• TASK ITEM: Only the lines from the start of the data through the one containing "remote-tracking ref, paths" belong in your answer; return them exactly.

• Data extracted from a collection:

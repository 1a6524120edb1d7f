//! git::interface
//!
//! Read-side Git access using git2.
//!
//! `Git` answers questions about one worktree: the checked-out branch,
//! dirtiness, a paused rebase, distance from a remote-tracking ref, paths
//! changed since the merge base, and the list of worktrees. It never writes.
//! Mutations go through the `git` CLI in [`super::vcs::GitVcs`] so the
//! user's hooks and rebase configuration apply.
//!
//! ```ignore
//! use wtsync::git::Git;
//! use std::path::Path;
//!
//! let git = Git::open(Path::new("."))?;
//! let ab = git.ahead_behind("origin/main")?;
//! println!("{} behind", ab.behind);
//! ```

use std::collections::BTreeSet;
use std::path::{Path, PathBuf};

use thiserror::Error;

use crate::core::types::{AheadBehind, BranchName, TypeError};

/// Failure reading or changing a repository.
///
/// `Clone` so test doubles can hand out the same injected failure repeatedly.
#[derive(Debug, Clone, Error, PartialEq, Eq)]
pub enum GitError {
    #[error("not a git repository: {path}")]
    NotARepo { path: PathBuf },

    /// Nothing to sync without a checkout.
    #[error("bare repository not supported")]
    BareRepo,

    #[error("no such ref: {name}")]
    MissingRef { name: String },

    /// A `git` subprocess failed.
    #[error("{command}: {message}")]
    CommandFailed {
        /// The command line, e.g. `git fetch origin main`
        command: String,
        /// Trimmed stderr, or the exit status when output was not captured
        message: String,
    },

    #[error(transparent)]
    BadBranchName(#[from] TypeError),

    #[error("git error: {0}")]
    Libgit2(String),
}

impl GitError {
    /// `NotFound` becomes [`GitError::MissingRef`] named by `what`.
    fn from_git2(err: git2::Error, what: &str) -> Self {
        if err.code() == git2::ErrorCode::NotFound {
            return GitError::MissingRef {
                name: what.to_owned(),
            };
        }
        GitError::Libgit2(format!("{what}: {}", err.message()))
    }
}

impl From<git2::Error> for GitError {
    fn from(err: git2::Error) -> Self {
        GitError::Libgit2(err.message().to_owned())
    }
}

/// Where a worktree keeps its files.
#[derive(Debug, Clone, PartialEq, Eq)]
pub struct RepoInfo {
    /// `.git`, or `.git/worktrees/<name>` for a linked worktree
    pub git_dir: PathBuf,
    /// `.git` of the main worktree, shared by all of them
    pub common_dir: PathBuf,
    /// Root of this worktree's checkout
    pub work_dir: PathBuf,
}

/// What the repository is in the middle of, per `git2::RepositoryState`.
#[derive(Debug, Clone, Copy, PartialEq, Eq)]
pub enum GitState {
    Clean,
    /// `rebase-merge/` or `rebase-apply/` is present.
    Rebase,
    Merge,
    /// Cherry-pick, revert, bisect or `git am`.
    Other(&'static str),
}

impl GitState {
    /// ```
    /// use wtsync::git::GitState;
    ///
    /// assert!(GitState::Merge.is_in_progress());
    /// assert!(!GitState::Clean.is_in_progress());
    /// ```
    pub fn is_in_progress(self) -> bool {
        self != GitState::Clean
    }

    pub fn is_rebase(self) -> bool {
        self == GitState::Rebase
    }
}

impl std::fmt::Display for GitState {
    fn fmt(&self, f: &mut std::fmt::Formatter<'_>) -> std::fmt::Result {
        f.write_str(match self {
            GitState::Clean => "clean",
            GitState::Rebase => "rebase",
            GitState::Merge => "merge",
            GitState::Other(what) => what,
        })
    }
}

/// Counts of changed entries in one worktree.
#[derive(Debug, Clone, Default, PartialEq, Eq)]
pub struct WorktreeStatus {
    /// Entries with changes in the index.
    pub staged: usize,
    /// Tracked files changed in the working tree only.
    pub unstaged: usize,
    pub untracked: usize,
    pub has_conflicts: bool,
}

impl WorktreeStatus {
    /// True when a stash would have something to save.
    ///
    /// Untracked files count: `git stash push -u` takes them too.
    pub fn is_dirty(&self) -> bool {
        self.staged > 0 || self.unstaged > 0 || self.untracked > 0 || self.has_conflicts
    }

    fn record(&mut self, status: git2::Status) {
        let staged = git2::Status::INDEX_NEW
            | git2::Status::INDEX_MODIFIED
            | git2::Status::INDEX_DELETED
            | git2::Status::INDEX_RENAMED
            | git2::Status::INDEX_TYPECHANGE;
        let unstaged = git2::Status::WT_MODIFIED
            | git2::Status::WT_DELETED
            | git2::Status::WT_RENAMED
            | git2::Status::WT_TYPECHANGE;

        self.has_conflicts |= status.contains(git2::Status::CONFLICTED);
        self.staged += usize::from(status.intersects(staged));
        self.unstaged += usize::from(status.intersects(unstaged));
        self.untracked += usize::from(status.contains(git2::Status::WT_NEW));
    }
}

/// Read-only view of one worktree.
pub struct Git {
    repo: git2::Repository,
}

impl std::fmt::Debug for Git {
    fn fmt(&self, f: &mut std::fmt::Formatter<'_>) -> std::fmt::Result {
        f.debug_struct("Git")
            .field("path", &self.repo.path())
            .finish()
    }
}

impl Git {
    /// Discover the worktree containing `path`, which may be any
    /// directory below its root.
    pub fn open(path: &Path) -> Result<Self, GitError> {
        match git2::Repository::discover(path) {
            Ok(repo) if repo.is_bare() => Err(GitError::BareRepo),
            Ok(repo) => Ok(Self { repo }),
            Err(_) => Err(GitError::NotARepo {
                path: path.to_path_buf(),
            }),
        }
    }

    pub fn info(&self) -> Result<RepoInfo, GitError> {
        Ok(RepoInfo {
            git_dir: self.repo.path().to_path_buf(),
            common_dir: self.repo.commondir().to_path_buf(),
            work_dir: self.work_dir()?.to_path_buf(),
        })
    }

    fn work_dir(&self) -> Result<&Path, GitError> {
        self.repo.workdir().ok_or(GitError::BareRepo)
    }

    /// Root of the main worktree, whichever worktree this was opened from.
    pub fn main_worktree(&self) -> Result<PathBuf, GitError> {
        if !self.repo.is_worktree() {
            return Ok(self.work_dir()?.to_path_buf());
        }
        let main = git2::Repository::open(self.repo.commondir())
            .map_err(|e| GitError::from_git2(e, "main worktree"))?;
        main.workdir()
            .map(Path::to_path_buf)
            .ok_or(GitError::BareRepo)
    }

    // =========================================================================
    // Status
    // =========================================================================

    /// Which multi-step operation, if any, this worktree is paused in.
    pub fn state(&self) -> GitState {
        use git2::RepositoryState as S;

        match self.repo.state() {
            S::Clean => GitState::Clean,
            S::Rebase | S::RebaseInteractive | S::RebaseMerge | S::ApplyMailboxOrRebase => {
                GitState::Rebase
            }
            S::Merge => GitState::Merge,
            S::CherryPick | S::CherryPickSequence => GitState::Other("cherry-pick"),
            S::Revert | S::RevertSequence => GitState::Other("revert"),
            S::Bisect => GitState::Other("bisect"),
            S::ApplyMailbox => GitState::Other("am"),
        }
    }

    /// Changed-entry counts, untracked files included, ignored files not.
    pub fn worktree_status(&self) -> Result<WorktreeStatus, GitError> {
        let mut opts = git2::StatusOptions::new();
        opts.include_untracked(true)
            .recurse_untracked_dirs(false)
            .include_ignored(false);

        let entries = self
            .repo
            .statuses(Some(&mut opts))
            .map_err(|e| GitError::from_git2(e, "status"))?;

        let mut status = WorktreeStatus::default();
        for entry in entries.iter() {
            status.record(entry.status());
        }
        Ok(status)
    }

    // =========================================================================
    // Branches and Refs
    // =========================================================================

    /// The checked-out branch. `None` for a detached HEAD (a paused rebase
    /// detaches it too) or an unborn one.
    pub fn current_branch(&self) -> Result<Option<BranchName>, GitError> {
        let head = match self.repo.head() {
            Ok(head) => head,
            Err(e) if e.code() == git2::ErrorCode::UnbornBranch => return Ok(None),
            Err(e) => return Err(GitError::from_git2(e, "HEAD")),
        };
        match head.shorthand() {
            Some(name) if head.is_branch() => Ok(Some(BranchName::new(name)?)),
            _ => Ok(None),
        }
    }

    /// Upstream of the current branch as `<remote>/<branch>`, if configured.
    pub fn upstream(&self) -> Result<Option<String>, GitError> {
        let Some(branch) = self.current_branch()? else {
            return Ok(None);
        };
        let local = format!("refs/heads/{}", branch);
        match self.repo.branch_upstream_name(&local) {
            Ok(buf) => Ok(buf
                .as_str()
                .map(|name| name.trim_start_matches("refs/remotes/").to_string())),
            Err(e) if e.code() == git2::ErrorCode::NotFound => Ok(None),
            Err(e) => Err(GitError::from_git2(e, &local)),
        }
    }

    fn resolve_commit(&self, spec: &str) -> Result<git2::Oid, GitError> {
        let object = self
            .repo
            .revparse_single(spec)
            .map_err(|e| GitError::from_git2(e, spec))?;
        let commit = object
            .peel_to_commit()
            .map_err(|e| GitError::from_git2(e, spec))?;
        Ok(commit.id())
    }

    // =========================================================================
    // Ancestry
    // =========================================================================

    /// Count commits HEAD has that `onto` lacks (ahead) and vice versa (behind).
    pub fn ahead_behind(&self, onto: &str) -> Result<AheadBehind, GitError> {
        let head = self.resolve_commit("HEAD")?;
        let target = self.resolve_commit(onto)?;
        let (ahead, behind) = self
            .repo
            .graph_ahead_behind(head, target)
            .map_err(|e| GitError::from_git2(e, onto))?;
        Ok(AheadBehind { ahead, behind })
    }

    /// Whether HEAD can be fast-forwarded to `onto` (HEAD is an ancestor of it).
    pub fn can_fast_forward(&self, onto: &str) -> Result<bool, GitError> {
        let head = self.resolve_commit("HEAD")?;
        let target = self.resolve_commit(onto)?;
        if head == target {
            return Ok(true);
        }
        self.repo
            .graph_descendant_of(target, head)
            .map_err(|e| GitError::from_git2(e, onto))
    }

    /// Paths changed on `to` since it diverged from `from`.
    ///
    /// Equivalent to `git diff --name-only <from>...<to>`. Renames contribute
    /// both the old and the new path.
    pub fn changed_since_fork(&self, from: &str, to: &str) -> Result<BTreeSet<String>, GitError> {
        let from_oid = self.resolve_commit(from)?;
        let to_oid = self.resolve_commit(to)?;
        let base = self
            .repo
            .merge_base(from_oid, to_oid)
            .map_err(|e| GitError::from_git2(e, "merge-base"))?;

        let base_tree = self.repo.find_commit(base)?.tree()?;
        let to_tree = self.repo.find_commit(to_oid)?.tree()?;
        let diff = self
            .repo
            .diff_tree_to_tree(Some(&base_tree), Some(&to_tree), None)?;

        let mut paths = BTreeSet::new();
        for delta in diff.deltas() {
            for file in [delta.old_file(), delta.new_file()] {
                if let Some(path) = file.path() {
                    paths.insert(path.to_string_lossy().into_owned());
                }
            }
        }
        Ok(paths)
    }

    // =========================================================================
    // Worktrees
    // =========================================================================

    /// All worktrees of this repository: the main one first, then linked ones
    /// sorted by name. Linked worktrees whose directory is gone are skipped.
    pub fn worktrees(&self) -> Result<Vec<PathBuf>, GitError> {
        let mut result = vec![self.main_worktree()?];

        let names = self.repo.worktrees()?;
        let mut names: Vec<&str> = names.iter().flatten().collect();
        names.sort_unstable();

        for name in names {
            let worktree = self
                .repo
                .find_worktree(name)
                .map_err(|e| GitError::from_git2(e, name))?;
            if worktree.validate().is_err() {
                tracing::debug!(worktree = name, "skipping prunable worktree");
                continue;
            }
            result.push(worktree.path().to_path_buf());
        }

        Ok(result)
    }
}
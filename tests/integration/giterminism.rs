use werf_config::test_utils::TestProject;

use crate::common::{BASIC_CONFIG, run_werf_config, run_werf_config_with_env};

fn committed_project() -> TestProject {
    let project = TestProject::with_git().unwrap();
    project.write("werf.yaml", BASIC_CONFIG).unwrap();
    project.write("Dockerfile.worker", "FROM alpine:3.20\n").unwrap();
    project.commit_all("Initial commit").unwrap();
    project
}

/// A committed project validates from the head commit
#[test]
fn test_strict_reads_committed_config() {
    let project = committed_project();

    let output = run_werf_config(project.path(), &["validate"]).unwrap();
    output.assert_success().assert_stdout_contains("demo").assert_stdout_contains("app, worker");
}

/// A modified config is rejected until committed or read in loose mode
#[test]
fn test_uncommitted_config_changes() {
    let project = committed_project();
    project.write("werf.yaml", BASIC_CONFIG.replace("alpine:3.20", "alpine:3.21")).unwrap();

    let output = run_werf_config(project.path(), &["render"]).unwrap();
    output
        .assert_failure()
        .assert_stderr_contains("the werf config 'werf.yaml' has uncommitted changes")
        .assert_stderr_contains("config.allowUncommitted");

    let output = run_werf_config(project.path(), &["render", "--loose-giterminism"]).unwrap();
    output.assert_success().assert_stdout_contains("alpine:3.21");

    let output =
        run_werf_config_with_env(project.path(), &["render"], &[("WERF_LOOSE_GITERMINISM", "1")]).unwrap();
    output.assert_success().assert_stdout_contains("alpine:3.21");

    project.commit_all("Bump alpine").unwrap();
    let output = run_werf_config(project.path(), &["render"]).unwrap();
    output.assert_success().assert_stdout_contains("alpine:3.21");
}

/// Without a commit the config is reported as untracked
#[test]
fn test_untracked_config() {
    let project = TestProject::with_git().unwrap();
    project.write("README.md", "demo\n").unwrap();
    project.commit_all("Initial commit").unwrap();
    project.write("werf.yaml", BASIC_CONFIG).unwrap();

    let output = run_werf_config(project.path(), &["render"]).unwrap();
    output.assert_failure().assert_stderr_contains("the untracked werf config 'werf.yaml' must be committed");
}

/// An untracked template fails in strict mode unless the allow-list covers it
#[test]
fn test_uncommitted_template_allow_list() {
    let project = committed_project();
    project
        .write("werf.yaml", format!("{BASIC_CONFIG}---\n{{{{ include(name=\"extra.tmpl\") }}}}\n"))
        .unwrap();
    project.commit_all("Include extra").unwrap();
    project.write(".werf/extra.tmpl", "image: extra\nfrom: alpine\n").unwrap();

    let output = run_werf_config(project.path(), &["render", "extra"]).unwrap();
    output.assert_failure().assert_stderr_contains("untracked werf config template '.werf/extra.tmpl'");

    project
        .write(
            "werf-giterminism.yaml",
            "giterminismConfigVersion: 1\nconfig:\n  allowUncommittedTemplates: [\".werf/*.tmpl\"]\n",
        )
        .unwrap();
    project.commit_all("Allow templates").unwrap();
    // Allowed templates are read from the working tree even when they differ from the commit.
    project.write(".werf/extra.tmpl", "image: extra\nfrom: alpine:edge\n").unwrap();

    let output = run_werf_config(project.path(), &["render", "extra"]).unwrap();
    output.assert_success().assert_stdout_contains("from: alpine:edge");
}

/// Environment variables need an allow-list entry in strict mode
#[test]
fn test_env_variables_are_gated() {
    let project = TestProject::with_git().unwrap();
    project
        .write(
            "werf.yaml",
            "configVersion: 1\nproject: demo\n---\nimage: app\nfrom: alpine:{{ env(name=\"APP_VERSION\") }}\n",
        )
        .unwrap();
    project.commit_all("Initial commit").unwrap();
    let envs = [("APP_VERSION", "3.20")];

    let output = run_werf_config_with_env(project.path(), &["render"], &envs).unwrap();
    output.assert_failure().assert_stderr_contains("environment variable 'APP_VERSION' is not allowed");

    project
        .write(
            "werf-giterminism.yaml",
            "giterminismConfigVersion: 1\nconfig:\n  goTemplateRendering:\n    allowEnvVariables: [\"/^APP_/\"]\n",
        )
        .unwrap();
    project.commit_all("Allow APP_ variables").unwrap();

    let output = run_werf_config_with_env(project.path(), &["render"], &envs).unwrap();
    output.assert_success().assert_stdout_contains("from: alpine:3.20");
}

/// Dockerfiles are read from the commit by validate
#[test]
fn test_untracked_dockerfile() {
    let project = TestProject::with_git().unwrap();
    project.write("werf.yaml", BASIC_CONFIG).unwrap();
    project.commit_all("Initial commit").unwrap();
    project.write("Dockerfile.worker", "FROM alpine:3.20\n").unwrap();

    let output = run_werf_config(project.path(), &["validate"]).unwrap();
    output
        .assert_failure()
        .assert_stderr_contains("the untracked dockerfile 'Dockerfile.worker' must be committed")
        .assert_stderr_contains("image worker");
}

/// Files read by templates follow the same policy
#[test]
fn test_files_get_reads_commit() {
    let project = TestProject::with_git().unwrap();
    project
        .write(
            "werf.yaml",
            "configVersion: 1\nproject: demo\n---\nimage: app\nfrom: {{ files_get(path=\"base-image.txt\") | trim }}\n",
        )
        .unwrap();
    project.write("base-image.txt", "alpine:3.20\n").unwrap();
    project.commit_all("Initial commit").unwrap();

    let output = run_werf_config(project.path(), &["render"]).unwrap();
    output.assert_success().assert_stdout_contains("from: alpine:3.20");

    project.write("base-image.txt", "alpine:edge\n").unwrap();
    let output = run_werf_config(project.path(), &["render"]).unwrap();
    output.assert_failure().assert_stderr_contains("the file 'base-image.txt' has uncommitted changes");
}
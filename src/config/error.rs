//! Structural and reference errors of the werf config.

use std::fmt;
use std::sync::Arc;
use thiserror::Error;

use super::splitter::Document;

/// Placeholder shown when no project name could be suggested.
const PROJECT_PLACEHOLDER: &str = "<project-name>";

/// Two or more directives sharing a name.
#[derive(Debug, Clone, PartialEq, Eq)]
pub struct DuplicateName {
    pub name: String,
    /// Location of every declaration, in declaration order.
    pub locations: Vec<String>,
}

impl fmt::Display for DuplicateName {
    fn fmt(&self, f: &mut fmt::Formatter<'_>) -> fmt::Result {
        write!(f, "'{}' is declared at {}", display_name(&self.name), self.locations.join(" and "))
    }
}

/// A `fromImage`, `fromArtifact` or `import` pointing at an unknown or wrong-kind name.
#[derive(Debug, Clone, PartialEq, Eq)]
pub struct UnresolvedReference {
    /// `image` or `artifact`
    pub consumer_kind: &'static str,
    pub consumer: String,
    /// The directive holding the reference, e.g. `fromImage`
    pub directive: &'static str,
    pub target: String,
    pub location: String,
    pub hint: Option<String>,
}

impl fmt::Display for UnresolvedReference {
    fn fmt(&self, f: &mut fmt::Formatter<'_>) -> fmt::Result {
        write!(
            f,
            "{} '{}' ({}): {} '{}' is not defined",
            self.consumer_kind,
            display_name(&self.consumer),
            self.location,
            self.directive,
            self.target
        )?;
        if let Some(hint) = &self.hint {
            write!(f, " ({hint})")?;
        }
        Ok(())
    }
}

/// Nameless images are shown as `~`, the way they are written.
#[must_use]
pub fn display_name(name: &str) -> &str {
    if name.is_empty() { "~" } else { name }
}

fn bullet_list<T: fmt::Display>(items: &[T]) -> String {
    items.iter().map(|item| format!("\n  - {item}")).collect()
}

fn dump_document(doc: &Document) -> String {
    format!("{}:\n\n{}", doc.location(), doc.content_str().trim_end())
}

/// Errors produced while classifying, unmarshaling and validating documents.
#[derive(Error, Debug, Clone, PartialEq)]
pub enum ConfigError {
    /// A problem inside one document; the message already carries absolute line numbers.
    #[error("{message}\n\n{}", dump_document(.doc))]
    InDocument {
        message: String,
        doc: Arc<Document>,
    },

    #[error(
        "meta config section (configVersion and project) is not defined: add the following section to the top of the config, e.g.\n\nconfigVersion: 1\nproject: {}\n---",
        .project.as_deref().unwrap_or(PROJECT_PLACEHOLDER)
    )]
    MetaNotDefined {
        /// Suggested project name derived from the repository or directory
        project: Option<String>,
    },

    #[error("image and artifact names must be unique:{}", bullet_list(.duplicates))]
    DuplicateNames {
        duplicates: Vec<DuplicateName>,
    },

    #[error("unresolved references:{}", bullet_list(.references))]
    UnresolvedReferences {
        references: Vec<UnresolvedReference>,
    },

    #[error("infinite loop detected between images: {}", .chain.join(" → "))]
    CircularDependency {
        /// Names along the cycle; the first name is repeated at the end
        chain: Vec<String>,
    },
}

impl ConfigError {
    pub fn in_document(doc: &Arc<Document>, message: impl Into<String>) -> Self {
        Self::InDocument {
            message: message.into(),
            doc: Arc::clone(doc),
        }
    }

    /// A hint for the CLI.
    #[must_use]
    pub fn suggestion(&self) -> &'static str {
        match self {
            Self::InDocument {
                ..
            } => "Fix the section shown above; line numbers refer to the rendered config",
            Self::MetaNotDefined {
                ..
            } => "Add the meta section with configVersion and project as the first document",
            Self::DuplicateNames {
                ..
            } => "Rename the directives so every image and artifact has its own name",
            Self::UnresolvedReferences {
                ..
            } => "Declare the referenced images and artifacts or fix the names",
            Self::CircularDependency {
                ..
            } => "Break the loop by changing one of the fromImage, fromArtifact or import directives",
        }
    }
}

#[cfg(test)]
mod tests {
    use super::*;
    use std::path::PathBuf;

    fn doc() -> Arc<Document> {
        Arc::new(Document {
            index: 1,
            line: 4,
            range: 10..20,
            content: b"image: web\nfrom: alpine\n".to_vec(),
            render_file_path: PathBuf::from("werf.yaml"),
        })
    }

    #[test]
    fn test_in_document_dumps_section() {
        let msg = ConfigError::in_document(&doc(), "unknown field `form` at line 6").to_string();
        assert!(msg.starts_with("unknown field `form` at line 6\n\nwerf.yaml:5 (document #2):"));
        assert!(msg.ends_with("image: web\nfrom: alpine"));
    }

    #[test]
    fn test_duplicate_names_lists_every_location() {
        let err = ConfigError::DuplicateNames {
            duplicates: vec![DuplicateName {
                name: "web".to_string(),
                locations: vec!["werf.yaml:3 (document #2)".into(), "werf.yaml:9 (document #3)".into()],
            }],
        };
        let msg = err.to_string();
        assert!(msg.contains("'web' is declared at werf.yaml:3 (document #2) and werf.yaml:9"));
    }

    #[test]
    fn test_cycle_message() {
        let err = ConfigError::CircularDependency {
            chain: vec!["a".into(), "b".into(), "a".into()],
        };
        assert_eq!(err.to_string(), "infinite loop detected between images: a → b → a");
    }

    #[test]
    fn test_meta_not_defined_suggests_project() {
        let err = ConfigError::MetaNotDefined {
            project: Some("demo-app".into()),
        };
        assert!(err.to_string().contains("project: demo-app"));
        let err = ConfigError::MetaNotDefined {
            project: None,
        };
        assert!(err.to_string().contains(PROJECT_PLACEHOLDER));
    }

    #[test]
    fn test_unresolved_reference_display() {
        let reference = UnresolvedReference {
            consumer_kind: "image",
            consumer: String::new(),
            directive: "fromImage",
            target: "base".to_string(),
            location: "werf.yaml:1 (document #1)".to_string(),
            hint: Some("did you mean 'bases'?".to_string()),
        };
        assert_eq!(
            reference.to_string(),
            "image '~' (werf.yaml:1 (document #1)): fromImage 'base' is not defined (did you mean 'bases'?)"
        );
    }
}
//! Git test helper utilities
//!
//! Provides a thin wrapper around the `git` binary for setting up real
//! repositories in temporary directories.

use anyhow::{Context, Result, bail};
use std::path::{Path, PathBuf};
use std::process::Command;

/// Runs git commands inside a test repository.
pub struct TestGit {
    repo_path: PathBuf,
}

impl TestGit {
    fn run_git_command(&self, args: &[&str], action: &str) -> Result<std::process::Output> {
        let output = Command::new("git")
            .args(args)
            .current_dir(&self.repo_path)
            .output()
            .with_context(|| action.to_string())?;

        if !output.status.success() {
            bail!("{} failed: {}", action, String::from_utf8_lossy(&output.stderr));
        }

        Ok(output)
    }

    pub fn new(repo_path: impl Into<PathBuf>) -> Self {
        Self {
            repo_path: repo_path.into(),
        }
    }

    pub fn init(&self) -> Result<()> {
        self.run_git_command(&["init", "-q"], "Failed to initialize git repository")?;
        Ok(())
    }

    /// Sets a local identity and disables autocrlf so blobs match the files on disk.
    pub fn config_user(&self) -> Result<()> {
        self.run_git_command(
            &["config", "user.email", "test@werf.example"],
            "Failed to configure git user email",
        )?;
        self.run_git_command(&["config", "user.name", "Test User"], "Failed to configure git user name")?;
        self.run_git_command(&["config", "core.autocrlf", "false"], "Failed to configure autocrlf")?;
        Ok(())
    }

    pub fn add_all(&self) -> Result<()> {
        self.run_git_command(&["add", "-A", "."], "Failed to add files to git")?;
        Ok(())
    }

    pub fn commit(&self, message: &str) -> Result<()> {
        self.run_git_command(
            &["commit", "-q", "--allow-empty", "-m", message],
            "Failed to create git commit",
        )?;
        Ok(())
    }

    /// Stages everything and commits it.
    pub fn commit_all(&self, message: &str) -> Result<()> {
        self.add_all()?;
        self.commit(message)
    }

    pub fn remote_add(&self, name: &str, url: &str) -> Result<()> {
        self.run_git_command(&["remote", "add", name, url], &format!("Failed to add remote: {name}"))?;
        Ok(())
    }

    pub fn rev_parse_head(&self) -> Result<String> {
        let output = self.run_git_command(&["rev-parse", "HEAD"], "Failed to get current commit SHA")?;
        Ok(String::from_utf8_lossy(&output.stdout).trim().to_string())
    }

    pub fn repo_path(&self) -> &Path {
        &self.repo_path
    }
}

• ANSWER TO THE PROBLEM:
repository 1a6524120edb1d7f
//! git::interface
//!
//! Read-side Git access using git2.
//!
//! `Git` answers questions about one worktree: the checked-out branch,
//! dirtiness, a paused rebase, distance from a remote-tracking ref, paths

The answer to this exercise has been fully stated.